Model simulations over 250 years

The team conducted a set of 100 global Earth system model simulations over 1850-2100, working with a “business-as-usual” scenario for relatively strong emissions of greenhouse gases over the 21st century. The runs were given different initial conditions, and, by virtue of the butterfly effect (a property of chaotic systems by which small changes in initial conditions can lead to large-scale and unpredictable variation in the future state of the system), they were able to represent a broad envelope of possible climate states over 1850-2100, enabling sophisticated analyses of changes in the variability of the Earth system over time.

Further, the relatively high resolution (~100 km) of the model, in conjunction with the 100 different realizations, represented an unprecedented set of technical challenges that needed to be met before advancing to the goal of assessing how climate variability is impacted by sustained anthropogenic changes to the climate system.
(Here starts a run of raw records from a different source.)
//! Listfile support for MPQ archives
//!
#![allow(clippy::cast_possible_truncation)] // Hash table indices fit the table
#![allow(clippy::doc_markdown)] // MPQ-specific terms don't need backticks
#![allow(clippy::module_name_repetitions)] // Clear naming is preferred
#![allow(clippy::missing_errors_doc)] // Error variants are documented on the enum
//! MPQ archives store members by hash, not by name. The `(listfile)` member
//! is a plain text catalog of member names that lets tools recover them.
//! This crate reads such catalogs, attaches the names to an archive's file
//! table, enumerates them with wildcard masks and regenerates the catalog
//! after the archive changed.
//!
//! # Components
//!
//! - **Reader**: paged, bounded-memory name reader ([`PagedNameReader`])
//! - **Ingestion**: loading names into an archive and its patch chain
//!   ([`add_listfile`])
//! - **Rebuild**: writing a sorted, deduplicated listfile ([`rebuild_and_save`])
//! - **Enumeration**: wildcard-filtered cursor over a listfile
//!   ([`ListfileFinder`])
//!
//! Archive access goes through the [`ListfileArchive`] trait.
//! [`MemoryArchive`] implements it in memory.
//!
//! # Example
//!
//! ```
//! use mpq_listfile::{Locale, MemoryArchive, add_listfile, rebuild_and_save};
//!
//! let mut archive = MemoryArchive::new(16);
//! archive.add_file("war3map.j", Locale::NEUTRAL, b"globals".to_vec())?;
//! archive.forget_names();
//!
//! let mut names = std::io::Cursor::new(b"war3map.j\r\n".to_vec());
//! let report = mpq_listfile::add_arbitrary_listfile(
//!     &mut archive,
//!     &mut names,
//!     &mpq_listfile::ListfileConfig::default(),
//! )?;
//! assert_eq!(report.names_assigned, 1);
//!
//! assert_eq!(rebuild_and_save(&mut archive)?, 1);
//! let again = add_listfile(&mut archive, None)?;
//! assert_eq!(again.sources_read, 1);
//! # Ok::<(), mpq_listfile::ListfileError>(())
//! ```

#![warn(missing_docs)]

pub mod archive;
pub mod assign;
pub mod canonical;
pub mod config;
pub mod cursor;
pub mod error;
/// MPQ name hashing
pub mod hash;
pub mod ingest;
pub mod memory;
/// Reserved and placeholder member names
pub mod names;
pub mod reader;
/// Wildcard masks for enumeration
pub mod wildcard;

pub use archive::{
    CreateOptions, FileFlags, FileRecord, FormatVersion, HashEntry, ListfileArchive, Locale,
    NameSource, OpenScope,
};
pub use assign::assign_name_for_all_locales;
pub use canonical::{CanonicalNameList, compare_names, rebuild_and_save};
pub use config::ListfileConfig;
pub use cursor::{CursorState, ListfileFinder, find_first};
pub use error::{ListfileError, ListfileResult};
pub use ingest::{
    IngestOptions, IngestReport, add_arbitrary_listfile, add_listfile, add_listfile_with_options,
};
pub use memory::{MemoryArchive, StagedStream};
pub use names::{ATTRIBUTES_NAME, LISTFILE_NAME, SIGNATURE_NAME};
pub use reader::{NameCache, PagedNameReader, strip_patch_suffix};
pub use wildcard::WildcardMask;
“We met these challenges by using the IBS/ICCP supercomputer Aleph, one of Korea’s fastest supercomputers,” said Sun-Seon Lee from the ICCP, a co-author of the study who ran the simulations together with her National Center for Atmospheric Research (NCAR) colleague Nan Rosenbloom. For the project, approximately 80 million hours of supercomputer time were used.

Widespread changes

Taken together, the computer simulations reveal that across our planet we can expect widespread changes in climate variability, ranging in timescales from storm events to decadal changes. Each of these changes has important impacts for sustainable resource management. For example, occurrences of extreme rainfall events over the 21st century indicate that extremes are expected to become more commonplace in many regions. These projected changes in rainfall extremes are in fact representative of changes in extremes in the future across a broad range of climate and ecosystem variables, which has important implications for future adaptation strategies.

“Without substantial mitigation of greenhouse gas emissions, together with sustained local adaptation efforts, these ubiquitous changes in climate volatility will extensively impact people and communities across the globe,” said Stuecker, an assistant professor of oceanography in SOEST.

In continuing NOAA funded projects, Stuecker, Brian Powell, Chris Sabine and other colleagues at UH Mānoa are currently utilizing these simulations for regional downscaling efforts to assess the impacts of future climate change and ocean acidification on regional fisheries and other coastal systems across the Hawaiian Archipelago.

This work resulted from a collaborative partnership between the ICCP and the Community Earth System Model project at the NCAR in the U.S. and also included researchers from the Korea Polar Research Institute, UH Mānoa, and the University of Colorado - Boulder. The NCAR is sponsored by the U.S. National Science Foundation and managed by the University Corporation for Atmospheric Research.